(Activity): In the listing below, locate the line containing "fn blocking_timeout(wait: Duration)" and the line containing "补全 scheme 与默认端口". Output both of them and every line between, exactly as written, and nothing more.

········

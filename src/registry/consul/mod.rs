//! Consul 服务注册发现实现
//!
//! 通过 Consul Agent HTTP API 注册实例、维护健康检查，并通过
//! `/v1/health/service` 阻塞查询实现长轮询。
//!
//! 同一实例重复注册时会先比较服务定义的哈希，内容未变且健康检查仍然通过时
//! 不会发起网络注册，因此可以放心地周期性调用 `register` 作为心跳。

mod api;
pub mod encoding;

use self::api::{AgentServiceCheck, AgentServiceRegistration, HEALTH_PASSING, HealthCheck, ServiceEntry};
use self::encoding::{
    NODE_METADATA_PREFIX, SERVICE_METADATA_PREFIX, decode_endpoints, decode_metadata,
    decode_version, deregister_after, encode_endpoints, encode_metadata, encode_version,
    go_duration,
};
use super::{CheckTarget, GetOptions, Node, QueryMeta, RegisterOptions, Registry, Service};
use crate::config::RegistryConfig;
use crate::error::{FlareError, Result};
use async_trait::async_trait;
use std::collections::{BTreeMap, HashMap};
use std::sync::Mutex;
use std::time::Duration;
use tracing::{debug, info, warn};

const DEFAULT_PORT: u16 = 8500;
const INDEX_HEADER: &str = "X-Consul-Index";
const KNOWN_LEADER_HEADER: &str = "X-Consul-KnownLeader";

/// Consul 服务注册发现
pub struct ConsulRegistry {
    client: reqwest::Client,
    base_url: String,
    timeout: Duration,
    /// Node.id -> 最近一次成功注册的服务哈希
    registered: Mutex<HashMap<String, u64>>,
}

impl ConsulRegistry {
    /// 依次探测配置的地址，绑定到第一个可达的 Agent；都不可达时使用第一个地址
    pub async fn connect(config: &RegistryConfig) -> Result<Self> {
        let addrs: Vec<String> = config.addrs.iter().map(|a| normalize_address(a)).collect();
        let first = addrs
            .first()
            .cloned()
            .ok_or_else(|| FlareError::configuration("no consul address configured"))?;

        let client = reqwest::Client::new();
        let timeout = config.timeout();

        for addr in &addrs {
            let probe = client
                .get(format!("{}/v1/agent/self", addr))
                .timeout(timeout)
                .send()
                .await;
            match probe {
                Ok(resp) if resp.status().is_success() => {
                    info!(address = %addr, "✅ Connected to Consul agent");
                    return Ok(Self::from_parts(client, addr.clone(), timeout));
                }
                Ok(resp) => {
                    warn!(address = %addr, status = %resp.status(), "⚠️ Consul agent probe rejected");
                }
                Err(e) => {
                    warn!(address = %addr, error = %e, "⚠️ Consul agent unreachable");
                }
            }
        }

        warn!(address = %first, "⚠️ No Consul agent answered, falling back to first address");
        Ok(Self::from_parts(client, first, timeout))
    }

    /// 不做探测，直接使用给定地址
    pub fn new(address: &str, timeout: Duration) -> Self {
        Self::from_parts(reqwest::Client::new(), normalize_address(address), timeout)
    }

    fn from_parts(client: reqwest::Client, base_url: String, timeout: Duration) -> Self {
        Self {
            client,
            base_url,
            timeout,
            registered: Mutex::new(HashMap::new()),
        }
    }

    pub fn base_url(&self) -> &str {
        &self.base_url
    }

    fn url(&self, path: &str) -> String {
        format!("{}{}", self.base_url, path)
    }

    async fn execute(&self, request: reqwest::RequestBuilder) -> Result<reqwest::Response> {
        let response = request.send().await.map_err(|e| {
            if e.is_timeout() {
                FlareError::timeout("consul request timed out").with_details(e.to_string())
            } else {
                FlareError::connection_failed("consul request failed").with_details(e.to_string())
            }
        })?;

        let status = response.status();
        if !status.is_success() {
            let body = response.text().await.unwrap_or_default();
            return Err(FlareError::backend(format!("consul responded {}", status)).with_details(body));
        }
        Ok(response)
    }

    fn cached_fingerprint(&self, node_id: &str) -> Option<u64> {
        self.registered
            .lock()
            .ok()
            .and_then(|cache| cache.get(node_id).copied())
    }

    fn remember(&self, node_id: &str, fingerprint: u64) {
        if let Ok(mut cache) = self.registered.lock() {
            cache.insert(node_id.to_string(), fingerprint);
        }
    }

    fn forget(&self, node_id: &str) {
        if let Ok(mut cache) = self.registered.lock() {
            cache.remove(node_id);
        }
    }

    /// 标记 TTL 检查为 passing
    pub async fn pass_ttl(&self, node_id: &str) -> Result<()> {
        let url = self.url(&format!("/v1/agent/check/pass/service:{}", node_id));
        self.execute(self.client.put(url).timeout(self.timeout))
            .await
            .map(|_| ())
    }

    /// 实例的健康检查是否处于 passing 状态
    async fn check_passing(&self, service_name: &str, node_id: &str) -> Result<bool> {
        let url = self.url(&format!("/v1/health/checks/{}", service_name));
        let response = self.execute(self.client.get(url).timeout(self.timeout)).await?;
        let checks: Vec<HealthCheck> = response
            .json()
            .await
            .map_err(|e| FlareError::backend("invalid health checks response").with_details(e.to_string()))?;

        Ok(checks
            .iter()
            .any(|check| check.ServiceID == node_id && check.Status == HEALTH_PASSING))
    }

    /// 内容未变时判断是否可以跳过重新注册
    async fn still_healthy(&self, service: &Service, node: &Node, ttl: Duration) -> bool {
        if !ttl.is_zero() {
            return self.pass_ttl(&node.id).await.is_ok();
        }
        match self.check_passing(&service.name, &node.id).await {
            Ok(passing) => passing,
            Err(e) => {
                debug!(node_id = %node.id, error = %e, "Health check query failed, re-registering");
                false
            }
        }
    }

    fn build_registration(
        service: &Service,
        node: &Node,
        options: &RegisterOptions,
    ) -> AgentServiceRegistration {
        let mut tags = encode_version(&service.version);
        tags.extend(encode_metadata(SERVICE_METADATA_PREFIX, &service.metadata));
        tags.extend(encode_metadata(NODE_METADATA_PREFIX, &node.metadata));
        tags.extend(encode_endpoints(&service.endpoints));

        let (host, port) = split_host_port(&node.address);

        AgentServiceRegistration {
            ID: node.id.clone(),
            Name: service.name.clone(),
            Tags: tags,
            Port: port,
            Address: host,
            Meta: service.metadata.clone(),
            Check: build_check(options),
        }
    }

    fn build_service(entry: &ServiceEntry) -> Service {
        let tags = entry.Service.Tags.as_deref().unwrap_or_default();
        let host = entry.host();
        let address = if host.contains(':') {
            format!("[{}]:{}", host, entry.Service.Port)
        } else {
            format!("{}:{}", host, entry.Service.Port)
        };

        Service {
            name: entry.Service.Service.clone(),
            version: decode_version(tags).unwrap_or_default(),
            metadata: entry.Service.Meta.clone().unwrap_or_default(),
            endpoints: decode_endpoints(tags),
            nodes: vec![Node {
                id: entry.Service.ID.clone(),
                address,
                metadata: decode_metadata(NODE_METADATA_PREFIX, tags),
            }],
        }
    }
}

#[async_trait]
impl Registry for ConsulRegistry {
    fn name(&self) -> &str {
        "consul"
    }

    async fn register(&self, service: &Service, options: &RegisterOptions) -> Result<()> {
        let node = service
            .first_node()
            .ok_or_else(|| FlareError::registration_failed("require at least one node"))?;

        let fingerprint = service.fingerprint();
        let ttl = options.effective_ttl();

        if self.cached_fingerprint(&node.id) == Some(fingerprint)
            && self.still_healthy(service, node, ttl).await
        {
            debug!(service = %service.name, node_id = %node.id, "Registration unchanged, skipping");
            return Ok(());
        }

        let registration = Self::build_registration(service, node, options);
        let request = self
            .client
            .put(self.url("/v1/agent/service/register"))
            .timeout(self.timeout)
            .json(&registration);
        self.execute(request).await.map_err(|e| {
            FlareError::registration_failed(format!("failed to register {}", node.id))
                .with_details(e.to_string())
        })?;

        self.remember(&node.id, fingerprint);
        info!(
            service = %service.name,
            node_id = %node.id,
            address = %node.address,
            "✅ Service registered with Consul"
        );

        if ttl.is_zero() {
            return Ok(());
        }
        self.pass_ttl(&node.id).await.map_err(|e| {
            FlareError::registration_failed(format!("failed to pass ttl check for {}", node.id))
                .with_details(e.to_string())
        })
    }

    async fn deregister(&self, service: &Service) -> Result<()> {
        let node = service
            .first_node()
            .ok_or_else(|| FlareError::registration_failed("require at least one node"))?;

        self.forget(&node.id);

        let url = self.url(&format!("/v1/agent/service/deregister/{}", node.id));
        self.execute(self.client.put(url).timeout(self.timeout))
            .await
            .map_err(|e| {
                FlareError::registration_failed(format!("failed to deregister {}", node.id))
                    .with_details(e.to_string())
            })?;

        info!(service = %service.name, node_id = %node.id, "Service deregistered from Consul");
        Ok(())
    }

    async fn get_service(&self, name: &str, options: &GetOptions) -> Result<Vec<Service>> {
        let mut params: Vec<(&str, String)> = Vec::new();
        if options.passing_only {
            params.push(("passing", "true".to_string()));
        }

        let timeout = match &options.query {
            None => {
                params.push(("stale", String::new()));
                self.timeout
            }
            Some(query) => {
                if query.wait_index > 0 {
                    params.push(("index", query.wait_index.to_string()));
                }
                if let Some(near) = &query.near {
                    params.push(("near", near.clone()));
                }
                if let Some(dc) = query.datacenter.as_ref().filter(|dc| !dc.is_empty()) {
                    params.push(("dc", dc.clone()));
                }
                if query.allow_stale {
                    params.push(("stale", String::new()));
                }
                match query.wait_time {
                    Some(wait) => {
                        params.push(("wait", go_duration(wait)));
                        blocking_timeout(wait)
                    }
                    None => self.timeout,
                }
            }
        };

        let url = self.url(&format!("/v1/health/service/{}", name));
        let response = self
            .execute(self.client.get(url).query(&params).timeout(timeout))
            .await?;

        let meta = QueryMeta {
            last_index: header_value(&response, INDEX_HEADER)
                .and_then(|v| v.parse().ok())
                .unwrap_or(0),
            known_leader: header_value(&response, KNOWN_LEADER_HEADER).as_deref() == Some("true"),
        };

        let entries: Vec<ServiceEntry> = response
            .json()
            .await
            .map_err(|e| FlareError::backend("invalid health service response").with_details(e.to_string()))?;

        let services: Vec<Service> = entries
            .iter()
            .filter(|entry| entry.Service.Service == name)
            .filter(|entry| !entry.is_critical())
            .map(Self::build_service)
            .collect();

        debug!(
            service = %name,
            instances = services.len(),
            index = meta.last_index,
            "Consul health query completed"
        );

        options.notify(&meta);
        Ok(services)
    }

    async fn list_services(&self) -> Result<Vec<Service>> {
        let response = self
            .execute(
                self.client
                    .get(self.url("/v1/catalog/services"))
                    .timeout(self.timeout),
            )
            .await?;
        let catalog: BTreeMap<String, Vec<String>> = response
            .json()
            .await
            .map_err(|e| FlareError::backend("invalid catalog response").with_details(e.to_string()))?;

        Ok(catalog.into_keys().map(Service::new).collect())
    }
}

fn build_check(options: &RegisterOptions) -> Option<AgentServiceCheck> {
    if let Some(check) = options.probe_check() {
        let mut agent_check = AgentServiceCheck {
            Interval: Some(go_duration(check.interval)),
            Timeout: Some(go_duration(check.timeout)),
            DeregisterCriticalServiceAfter: Some(go_duration(deregister_after(check.interval))),
            ..Default::default()
        };
        match &check.target {
            CheckTarget::Tcp(addr) => agent_check.TCP = Some(addr.clone()),
            CheckTarget::Http(url) => agent_check.HTTP = Some(url.clone()),
        }
        return Some(agent_check);
    }

    if options.ttl.is_zero() {
        return None;
    }
    Some(AgentServiceCheck {
        TTL: Some(go_duration(options.ttl)),
        DeregisterCriticalServiceAfter: Some(go_duration(deregister_after(options.ttl))),
        ..Default::default()
    })
}

/// 阻塞查询的 HTTP 超时：Consul 会在 wait 基础上增加最多 wait/16 的抖动
fn blocking_timeout(wait: Duration) -> Duration {
    wait + wait / 16 + Duration::from_secs(5)
}

fn header_value(response: &reqwest::Response, name: &str) -> Option<String> {
    response
        .headers()
        .get(name)
        .and_then(|v| v.to_str().ok())
        .map(|s| s.to_string())
}

/// 补全 scheme 与默认端口
pub fn normalize_address(address: &str) -> String {
    let address = address.trim().trim_end_matches('/');
    let (scheme, rest) = match address.split_once("://") {
        Some((scheme, rest)) => (scheme, rest),
        None => ("http", address),
    };

    let has_port = match rest.rsplit_once(':') {
        Some((host, port)) => {
            port.parse::<u16>().is_ok() && (!host.contains(':') || host.ends_with(']'))
        }
        None => false,
    };

    if has_port {
        format!("{}://{}", scheme, rest)
    } else if rest.contains(':') && !rest.starts_with('[') {
        format!("{}://[{}]:{}", scheme, rest, DEFAULT_PORT)
    } else {
        format!("{}://{}:{}", scheme, rest, DEFAULT_PORT)
    }
}

fn split_host_port(address: &str) -> (String, u16) {
    match address.rsplit_once(':') {
        Some((host, port)) => match port.parse::<u16>() {
            Ok(port) => (host.trim_start_matches('[').trim_end_matches(']').to_string(), port),
            Err(_) => (address.to_string(), 0),
        },
        None => (address.to_string(), 0),
    }
}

········

(Exercise response):
fn blocking_timeout(wait: Duration) -> Duration {
    wait + wait / 16 + Duration::from_secs(5)
}

fn header_value(response: &reqwest::Response, name: &str) -> Option<String> {
    response
        .headers()
        .get(name)
        .and_then(|v| v.to_str().ok())
        .map(|s| s.to_string())
}

/// 补全 scheme 与默认端口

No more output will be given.